A child cloaked in anger

You can see the anger in his face. His brow is furrowed and arched in a way that makes his eyes narrow and seem very frightening. When he opens his mouth to scream, words don’t escape from his open lips, but they emit a sort of guttural groaning sound. It is loud, and it disturbs me. I want to help him to calm down, but he will not listen to me. The walls are up, and it will take a lot to bring them back down again.

I look into his eyes again and see the hatred and anger. I have seen this expression before, but rarely could those looks cut through me and expose me to the core. I open my mouth to speak and, like him, words simply do not come out. I close my mouth and contemplate what I can do next to reach him.

He is seven, and he should not feel this way. The pictures that he draws are frightening, and the stories that he tells can scare anyone. They are afraid of him. I am afraid FOR him. Something happened to create the monster before me. He wasn’t born believing these things. He wasn’t born with the need to see how people react in terror to the things that he says or the actions that he takes. This game that he plays, his desire to find your core fear and to expose it just does not seem normal.

I pause for that thought. Again, someone said to me that he is not normal. It begs the question; please tell me what “normal” looks like? As a society, help me to figure this one out! Is it normal to watch televisions shows that depict the worst parts of the human condition? But those are the highest rated shows. Is it normal to feel such a strong sense of religious belief that you are willing to strap on an explosive garment and blow yourself up along with hundreds of strangers to demonstrate that commitment? It happens each and every day around the globe.

I have decided that each person in the world has their own normal. It is their history and their sense of who they are. It is their character and their DNA. There is no one normal and we need to stop trying to force others to fit into our own definition of normal.

Then there are those who experience a normal that conflicts with our sense of right and wrong, of safety and fear. There are these entities like the child that hides under the table before me. His experience was so very different; he can’t talk about what created his normal. He is not yet willing to open the curtains and show us the room that he has lived his life within. It hurts him. He sees the others and he wants them to play with him, he wants them to accept him so that he can feel accepted. He doesn’t know how to pretend that whatever he has seen, heard or even worse felt, did not exist.

And so the words just do not come. His frustration just explodes from his body, every movement, and every sound is a display of his feeling that he cannot control his world. He wants to control it; I know he does. He wants to be calm as the others. I know that too. It is the bridge that I must find to connect him with the person that he wishes to be. This is what escapes me. I don’t know how to help him. I sit and simply look at him. Like a paramedic sitting with his bag of bandages and medicine next to the patient yet not being able to show us where they are bleeding. We want to bandage them and find a way to make them smile. We need to do that but I cannot even begin to try to help your wounds heal if you do not meet me on the journey to show me where you are hurt and where I can put the bandage.

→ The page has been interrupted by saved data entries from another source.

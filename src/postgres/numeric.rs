//! Binary wire format of `numeric` and `uuid`, which have no `RowValues` counterpart.
//!
//! `numeric` travels as base-10000 digit groups: `ndigits`, `weight`, `sign`, `dscale`, then the
//! groups. Values are exchanged as decimal text so no precision is lost.

use std::error::Error;

use tokio_postgres::types::IsNull;
use tokio_util::bytes::{BufMut, BytesMut};

const NUMERIC_POS: u16 = 0x0000;
const NUMERIC_NEG: u16 = 0x4000;
const NUMERIC_NAN: u16 = 0xC000;
const NUMERIC_PINF: u16 = 0xD000;
const NUMERIC_NINF: u16 = 0xF000;

/// Render a binary `numeric` as decimal text, or `None` when `raw` is truncated.
pub(crate) fn decode_numeric(raw: &[u8]) -> Option<String> {
    let word = |at: usize| raw.get(at..at + 2).map(|b| u16::from_be_bytes([b[0], b[1]]));
    let ndigits = usize::from(word(0)?);
    #[allow(clippy::cast_possible_wrap)]
    let weight = i32::from(word(2)? as i16);
    let sign = word(4)?;
    let dscale = usize::from(word(6)?);

    match sign {
        NUMERIC_NAN => return Some("NaN".into()),
        NUMERIC_PINF => return Some("Infinity".into()),
        NUMERIC_NINF => return Some("-Infinity".into()),
        _ => {}
    }
    let groups: Vec<u16> = (0..ndigits)
        .map(|i| word(8 + 2 * i))
        .collect::<Option<_>>()?;
    let group_at = |pos: i32| {
        usize::try_from(pos)
            .ok()
            .and_then(|p| groups.get(p).copied())
            .unwrap_or(0)
    };

    let mut out = String::new();
    if sign == NUMERIC_NEG {
        out.push('-');
    }
    if weight < 0 {
        out.push('0');
    } else {
        out.push_str(&group_at(0).to_string());
        for pos in 1..=weight {
            out.push_str(&format!("{:04}", group_at(pos)));
        }
    }
    if dscale > 0 {
        let mut frac = String::with_capacity(dscale + 4);
        let mut pos = weight + 1;
        while frac.len() < dscale {
            frac.push_str(&format!("{:04}", group_at(pos)));
            pos += 1;
        }
        frac.truncate(dscale);
        out.push('.');
        out.push_str(&frac);
    }
    Some(out)
}

fn put_header(out: &mut BytesMut, ndigits: usize, weight: i16, sign: u16, dscale: usize) {
    #[allow(clippy::cast_possible_truncation)]
    out.put_u16(ndigits as u16);
    out.put_i16(weight);
    out.put_u16(sign);
    #[allow(clippy::cast_possible_truncation)]
    out.put_u16(dscale as u16);
}

/// Encode decimal `text` (`-12.50`, `NaN`, `Infinity`) as a binary `numeric`.
///
/// # Errors
/// Returns an error when `text` isn't a plain decimal number.
pub(crate) fn encode_numeric(
    text: &str,
    out: &mut BytesMut,
) -> Result<IsNull, Box<dyn Error + Sync + Send>> {
    let text = text.trim();
    let special = match text {
        "NaN" => Some(NUMERIC_NAN),
        "Infinity" | "inf" => Some(NUMERIC_PINF),
        "-Infinity" | "-inf" => Some(NUMERIC_NINF),
        _ => None,
    };
    if let Some(sign) = special {
        put_header(out, 0, 0, sign, 0);
        return Ok(IsNull::No);
    }

    let (negative, body) = match text.as_bytes().first() {
        Some(b'-') => (true, &text[1..]),
        Some(b'+') => (false, &text[1..]),
        _ => (false, text),
    };
    let (int_part, frac_part) = body.split_once('.').unwrap_or((body, ""));
    if (int_part.is_empty() && frac_part.is_empty())
        || !int_part.bytes().chain(frac_part.bytes()).all(|b| b.is_ascii_digit())
    {
        return Err(format!("'{text}' is not a decimal number").into());
    }
    if frac_part.len() > usize::from(u16::MAX >> 2) {
        return Err("numeric scale out of range".into());
    }

    let int_part = int_part.trim_start_matches('0');
    let mut digits = "0".repeat((4 - int_part.len() % 4) % 4);
    digits.push_str(int_part);
    let int_groups = digits.len() / 4;
    digits.push_str(frac_part);
    digits.push_str(&"0".repeat((4 - frac_part.len() % 4) % 4));

    let mut groups: Vec<u16> = digits
        .as_bytes()
        .chunks(4)
        .map(|chunk| {
            chunk
                .iter()
                .fold(0u16, |acc, b| acc * 10 + u16::from(b - b'0'))
        })
        .collect();
    let mut weight = i16::try_from(int_groups).map_err(|_| "numeric weight out of range")? - 1;
    let leading = groups.iter().take_while(|g| **g == 0).count();
    groups.drain(..leading);
    weight -= i16::try_from(leading).map_err(|_| "numeric weight out of range")?;
    while groups.last() == Some(&0) {
        groups.pop();
    }
    if groups.is_empty() {
        weight = 0;
    }

    let sign = if negative && !groups.is_empty() {
        NUMERIC_NEG
    } else {
        NUMERIC_POS
    };
    put_header(out, groups.len(), weight, sign, frac_part.len());
    for group in groups {
        out.put_u16(group);
    }
    Ok(IsNull::No)
}

/// Render a 16-byte `uuid` in its hyphenated form.
pub(crate) fn decode_uuid(raw: &[u8]) -> Option<String> {
    if raw.len() != 16 {
        return None;
    }
    let hex: String = raw.iter().map(|b| format!("{b:02x}")).collect();
    Some(format!(
        "{}-{}-{}-{}-{}",
        &hex[..8],
        &hex[8..12],
        &hex[12..16],
        &hex[16..20],
        &hex[20..]
    ))
}

#[cfg(test)]
mod tests {
    use super::*;

    fn numeric(ndigits: u16, weight: i16, sign: u16, dscale: u16, groups: &[u16]) -> Vec<u8> {
        let mut raw = Vec::new();
        for word in [ndigits, weight as u16, sign, dscale].into_iter().chain(groups.iter().copied()) {
            raw.extend_from_slice(&word.to_be_bytes());
        }
        raw
    }

    #[test]
    fn decodes_wire_numerics() {
        assert_eq!(decode_numeric(&numeric(1, 0, NUMERIC_POS, 0, &[3])).as_deref(), Some("3"));
        assert_eq!(
            decode_numeric(&numeric(3, 1, NUMERIC_NEG, 2, &[12, 3456, 5000])).as_deref(),
            Some("-123456.50")
        );
        assert_eq!(
            decode_numeric(&numeric(1, -2, NUMERIC_POS, 5, &[1000])).as_deref(),
            Some("0.00001")
        );
        assert_eq!(decode_numeric(&numeric(0, 0, NUMERIC_POS, 0, &[])).as_deref(), Some("0"));
        assert_eq!(decode_numeric(&numeric(0, 0, NUMERIC_NAN, 0, &[])).as_deref(), Some("NaN"));
        assert_eq!(decode_numeric(&[0, 1]), None);
    }

    #[test]
    fn encodes_the_same_layout_the_server_sends() {
        let mut out = BytesMut::new();
        encode_numeric("-123456.50", &mut out).unwrap();
        assert_eq!(&out[..], &numeric(3, 1, NUMERIC_NEG, 2, &[12, 3456, 5000])[..]);

        let mut out = BytesMut::new();
        encode_numeric("0.00001", &mut out).unwrap();
        assert_eq!(&out[..], &numeric(1, -2, NUMERIC_POS, 5, &[1000])[..]);

        let mut out = BytesMut::new();
        encode_numeric("-0", &mut out).unwrap();
        assert_eq!(&out[..], &numeric(0, 0, NUMERIC_POS, 0, &[])[..]);
    }

    #[test]
    fn rejects_non_decimal_text() {
        let mut out = BytesMut::new();
        assert!(encode_numeric("12e3", &mut out).is_err());
        assert!(encode_numeric(".", &mut out).is_err());
    }

    #[test]
    fn uuid_is_hyphenated() {
        let raw: Vec<u8> = (0u8..16).collect();
        assert_eq!(
            decode_uuid(&raw).as_deref(),
            Some("00010203-0405-0607-0809-0a0b0c0d0e0f")
        );
    }
}
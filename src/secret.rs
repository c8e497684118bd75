use std::fmt;

const REDACTED: &str = "****";

/// A credential that never shows up in logs or debug output.
///
/// `Display` and `Debug` both render `****`; the raw value is only reachable through
/// [`Secret::expose`].
#[derive(Clone, PartialEq, Eq, Default)]
pub struct Secret(String);

impl Secret {
    #[must_use]
    pub fn new(value: impl Into<String>) -> Self {
        Self(value.into())
    }

    /// The raw secret, for handing to a driver.
    #[must_use]
    pub fn expose(&self) -> &str {
        &self.0
    }

    #[must_use]
    pub fn is_empty(&self) -> bool {
        self.0.is_empty()
    }
}

impl fmt::Display for Secret {
    fn fmt(&self, f: &mut fmt::Formatter<'_>) -> fmt::Result {
        f.write_str(REDACTED)
    }
}

impl fmt::Debug for Secret {
    fn fmt(&self, f: &mut fmt::Formatter<'_>) -> fmt::Result {
        write!(f, "Secret({REDACTED})")
    }
}

impl From<&str> for Secret {
    fn from(value: &str) -> Self {
        Self::new(value)
    }
}

impl From<String> for Secret {
    fn from(value: String) -> Self {
        Self(value)
    }
}
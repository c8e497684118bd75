use std::future::Future;

use bb8::{ManageConnection, Pool, PooledConnection};
use tokio_postgres::{Client, NoTls};
use tracing::{debug, warn};

use crate::error::SqlRunnerError;
use crate::pool::{ConfigAndPool, MiddlewarePool};
use crate::secret::Secret;
use crate::types::DatabaseType;

pub type PgPooledConnection = PooledConnection<'static, PgManager>;

/// Options for configuring a `PostgreSQL` pool.
#[derive(Debug, Clone, Default)]
pub struct PostgresOptions {
    pub host: Option<String>,
    pub port: Option<u16>,
    pub user: Option<String>,
    pub password: Option<Secret>,
    pub dbname: Option<String>,
    pub max_size: Option<u32>,
}

impl PostgresOptions {
    /// Start from a libpq-style connection string (`host=... user=...` or a `postgres://` URL).
    ///
    /// # Errors
    /// Returns `SqlRunnerError::ConfigError` if the string can't be parsed.
    pub fn from_url(url: &str) -> Result<Self, SqlRunnerError> {
        let config: tokio_postgres::Config = url
            .parse()
            .map_err(|e| SqlRunnerError::ConfigError(format!("invalid connection string: {e}")))?;
        let host = config.get_hosts().first().and_then(|host| match host {
            tokio_postgres::config::Host::Tcp(name) => Some(name.clone()),
            #[allow(unreachable_patterns)]
            _ => None,
        });
        Ok(Self {
            host,
            port: config.get_ports().first().copied().or(Some(5432)),
            user: config.get_user().map(str::to_string),
            password: config
                .get_password()
                .map(|raw| Secret::new(String::from_utf8_lossy(raw).into_owned())),
            dbname: config.get_dbname().map(str::to_string),
            max_size: None,
        })
    }

    fn to_pg_config(&self) -> Result<tokio_postgres::Config, SqlRunnerError> {
        let dbname = required(self.dbname.as_ref(), "dbname")?;
        let host = required(self.host.as_ref(), "host")?;
        let port = required(self.port.as_ref(), "port")?;
        let user = required(self.user.as_ref(), "user")?;

        let mut config = tokio_postgres::Config::new();
        config.dbname(dbname).host(host).port(*port).user(user);
        match &self.password {
            Some(password) => {
                config.password(password.expose());
            }
            None => warn!(%host, %user, "connecting to postgres without a password"),
        }
        Ok(config)
    }
}

fn required<'a, T>(value: Option<&'a T>, name: &str) -> Result<&'a T, SqlRunnerError> {
    value.ok_or_else(|| SqlRunnerError::ConfigError(format!("{name} is required")))
}

/// Fluent builder for `PostgreSQL` options.
#[derive(Debug, Clone, Default)]
pub struct PostgresOptionsBuilder {
    opts: PostgresOptions,
}

impl PostgresOptionsBuilder {
    #[must_use]
    pub fn new() -> Self {
        Self::default()
    }

    #[must_use]
    pub fn host(mut self, host: impl Into<String>) -> Self {
        self.opts.host = Some(host.into());
        self
    }

    #[must_use]
    pub fn port(mut self, port: u16) -> Self {
        self.opts.port = Some(port);
        self
    }

    #[must_use]
    pub fn user(mut self, user: impl Into<String>) -> Self {
        self.opts.user = Some(user.into());
        self
    }

    #[must_use]
    pub fn password(mut self, password: impl Into<Secret>) -> Self {
        self.opts.password = Some(password.into());
        self
    }

    #[must_use]
    pub fn dbname(mut self, dbname: impl Into<String>) -> Self {
        self.opts.dbname = Some(dbname.into());
        self
    }

    #[must_use]
    pub fn max_size(mut self, max_size: u32) -> Self {
        self.opts.max_size = Some(max_size);
        self
    }

    #[must_use]
    pub fn finish(self) -> PostgresOptions {
        self.opts
    }

    /// Build a `ConfigAndPool` for `PostgreSQL`.
    ///
    /// # Errors
    /// Returns `SqlRunnerError::ConfigError` when a required field is missing.
    pub async fn build(self) -> Result<ConfigAndPool, SqlRunnerError> {
        ConfigAndPool::new_postgres(self.finish()).await
    }
}

/// bb8 manager for Postgres clients.
pub struct PgManager {
    config: tokio_postgres::Config,
}

impl PgManager {
    #[must_use]
    pub fn new(config: tokio_postgres::Config) -> Self {
        Self { config }
    }
}

impl ManageConnection for PgManager {
    type Connection = Client;
    type Error = tokio_postgres::Error;

    #[allow(clippy::manual_async_fn)]
    fn connect(&self) -> impl Future<Output = Result<Self::Connection, Self::Error>> + Send {
        let cfg = self.config.clone();
        async move {
            let (client, connection) = cfg.connect(NoTls).await?;
            tokio::spawn(async move {
                if let Err(e) = connection.await {
                    debug!(error = %e, "postgres connection task ended");
                }
            });
            Ok(client)
        }
    }

    #[allow(clippy::manual_async_fn)]
    fn is_valid(
        &self,
        conn: &mut Self::Connection,
    ) -> impl Future<Output = Result<(), Self::Error>> + Send {
        async move { conn.simple_query("SELECT 1").await.map(|_| ()) }
    }

    fn has_broken(&self, conn: &mut Self::Connection) -> bool {
        conn.is_closed()
    }
}

impl ConfigAndPool {
    #[must_use]
    pub fn postgres_builder() -> PostgresOptionsBuilder {
        PostgresOptionsBuilder::new()
    }

    /// Create a bb8-backed `PostgreSQL` pool. Connections are opened lazily on checkout.
    ///
    /// # Errors
    /// Returns `SqlRunnerError::ConfigError` if required config fields are missing.
    pub async fn new_postgres(opts: PostgresOptions) -> Result<Self, SqlRunnerError> {
        let config = opts.to_pg_config()?;
        let mut builder = Pool::builder();
        if let Some(max_size) = opts.max_size {
            if max_size == 0 {
                return Err(SqlRunnerError::ConfigError(
                    "max_size must be at least 1".to_string(),
                ));
            }
            builder = builder.max_size(max_size);
        }
        let pool = builder.build(PgManager::new(config)).await?;
        debug!(
            host = ?opts.host,
            dbname = ?opts.dbname,
            password = ?opts.password,
            "postgres pool ready"
        );

        Ok(ConfigAndPool {
            pool: MiddlewarePool::Postgres(pool),
            db_type: DatabaseType::Postgres,
        })
    }
}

His father comes and forces him out from under the table. The boy is still angry then frightened. He fears whatever punishment may come after the calls from the school. The calls that took his father from his work and yet again brought him to us here. I hate these calls for the parent’s sake. The call where the person from the school tried to dress up the issue with a pretty bow and wrapping paper, but each parent knows what the call means. Something is not right with your child and we don’t know how to manage it.

After a ten-minute struggle, I watch the boy go limp in his father’s arms, surrendered to whatever will happen now. His will to fight is gone, he knows that he will not win and that he cannot control whatever happens now. He gives up. His father asks him if he is ready to go home. He looks up and simply nods his head.

Then it happens. It happens so quickly that I cannot find a way to relate what happens next with what I have seen for the past two hours. This child reaches up to hold his father’s hand. His father reaches down and gently takes his son’s hand, and they walk out together. No more struggle. No more tears.

I watch as they walk the sidewalk outside and I am struck by how much this poor tortured soul, for this one minute, gets to feel the way he wants to feel. He is a child who is loved by his parent. Watching out the window just now erases the painful words and jolts of pain when the kicks and fists came. There was the child I was trying to reach. He found what he wanted. He wanted to be loved. I don’t know what happened when they left. I haven’t seen him since.
For right now, I am hopeful that this child will find some peace. That the view outside of my window at this very moment will replay itself a few more times for his sake. That somehow if he is loved a little more and if he is allowed to be the child that he wants to be, that he can grow up and be “normal.”